§ Saved data entries:

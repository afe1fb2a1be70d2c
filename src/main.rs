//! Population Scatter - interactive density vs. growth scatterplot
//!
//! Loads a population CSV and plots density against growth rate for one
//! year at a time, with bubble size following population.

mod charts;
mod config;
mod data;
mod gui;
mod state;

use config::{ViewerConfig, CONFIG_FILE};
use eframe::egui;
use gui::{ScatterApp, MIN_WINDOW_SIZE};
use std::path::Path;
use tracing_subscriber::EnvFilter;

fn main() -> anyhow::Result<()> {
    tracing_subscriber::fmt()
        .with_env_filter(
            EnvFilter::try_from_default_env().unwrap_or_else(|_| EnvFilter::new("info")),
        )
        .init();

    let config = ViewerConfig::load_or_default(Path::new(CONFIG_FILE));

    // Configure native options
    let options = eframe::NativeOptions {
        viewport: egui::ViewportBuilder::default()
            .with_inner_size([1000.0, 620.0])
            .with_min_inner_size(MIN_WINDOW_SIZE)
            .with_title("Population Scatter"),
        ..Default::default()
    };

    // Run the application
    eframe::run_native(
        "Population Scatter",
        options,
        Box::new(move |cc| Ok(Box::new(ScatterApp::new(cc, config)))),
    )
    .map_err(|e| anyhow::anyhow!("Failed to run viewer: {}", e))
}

---

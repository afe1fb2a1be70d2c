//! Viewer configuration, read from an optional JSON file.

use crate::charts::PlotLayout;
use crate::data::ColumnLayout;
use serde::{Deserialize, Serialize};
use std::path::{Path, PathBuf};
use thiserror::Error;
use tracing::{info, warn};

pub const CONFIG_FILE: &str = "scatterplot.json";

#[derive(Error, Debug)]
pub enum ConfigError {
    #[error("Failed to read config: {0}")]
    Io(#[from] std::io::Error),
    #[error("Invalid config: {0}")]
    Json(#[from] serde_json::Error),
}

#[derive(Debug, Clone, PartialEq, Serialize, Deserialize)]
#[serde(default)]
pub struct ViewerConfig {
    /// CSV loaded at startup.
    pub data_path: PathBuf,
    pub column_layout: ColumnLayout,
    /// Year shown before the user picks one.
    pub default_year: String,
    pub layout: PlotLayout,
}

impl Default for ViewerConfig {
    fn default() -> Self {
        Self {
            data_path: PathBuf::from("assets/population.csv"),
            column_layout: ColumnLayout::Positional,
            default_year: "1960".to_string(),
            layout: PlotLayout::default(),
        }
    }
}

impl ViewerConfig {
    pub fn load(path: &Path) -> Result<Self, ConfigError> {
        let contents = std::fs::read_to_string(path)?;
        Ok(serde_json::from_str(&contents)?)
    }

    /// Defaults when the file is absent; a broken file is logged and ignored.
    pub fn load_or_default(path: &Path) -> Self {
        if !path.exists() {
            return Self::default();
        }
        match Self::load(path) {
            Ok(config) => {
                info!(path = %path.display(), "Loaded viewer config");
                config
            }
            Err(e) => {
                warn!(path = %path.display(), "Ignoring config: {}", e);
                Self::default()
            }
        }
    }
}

§ Task prompt:
Look through the data above for the word "egui". Report each line where it occurs.

§ The answer:
use eframe::egui;
        viewport: egui::ViewportBuilder::default()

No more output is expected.